While the investigation is still ongoing, in a declaration PF Chang’s reported that the breach has actually been contained and customer financial data has actually been processed safely by the restaurant since June 11. The compromised systems used by the chain were decommissioned until it was clear that their security could be ensured, and in the meantime credit cards were processed by hand.

Rick Federico, CEO stated in a declaration “The potentially taken credit and debit card data includes the card number and sometimes also the cardholder’s name and/or the card’s expiration date.” “However, we have actually not figured out that any specific cardholder’s credit or debit card data was taken by the attacker.”

PF Chang’s was alerted of the breach, which they described as a “extremely advanced criminal operation,” in June when they were called by the Secret Service about cyber security issues. As soon as they were notified, the restaurant employed third-party forensic investigators to discover how the breach was able to occur, at which time they discovered that harmful actors had the ability to exploit the chain’s credit card processing systems and possibly gain access to consumer charge card info.

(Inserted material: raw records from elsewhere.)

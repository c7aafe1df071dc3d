//! HTTP API module for the shift payroll engine.
//!
//! This module exposes the calculations as stateless JSON endpoints: the
//! caller sends the records it holds and receives computed figures back.

mod handlers;
mod request;
mod response;
mod state;

pub use handlers::create_router;
pub use request::{
    CalculateShiftRequest, PayoutDraftRequest, PeriodSummaryRequest, RecalculateRequest,
    ShiftQueryRequest,
};
pub use response::{ApiError, ApiErrorResponse, HealthResponse, ShiftQueryResponse};
pub use state::AppState;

Organizations worried about similar data breaches impacting point-of-sale terminals must carry out endpoint threat detection to keep vital systems secured. Endpoint security involves monitoring sensitive access points – like POS systems, bar code readers and staff member mobile phones – and reducing risks that appear. Constant endpoint visibility is needed to determine risks before they jeopardize networks and make sure business security.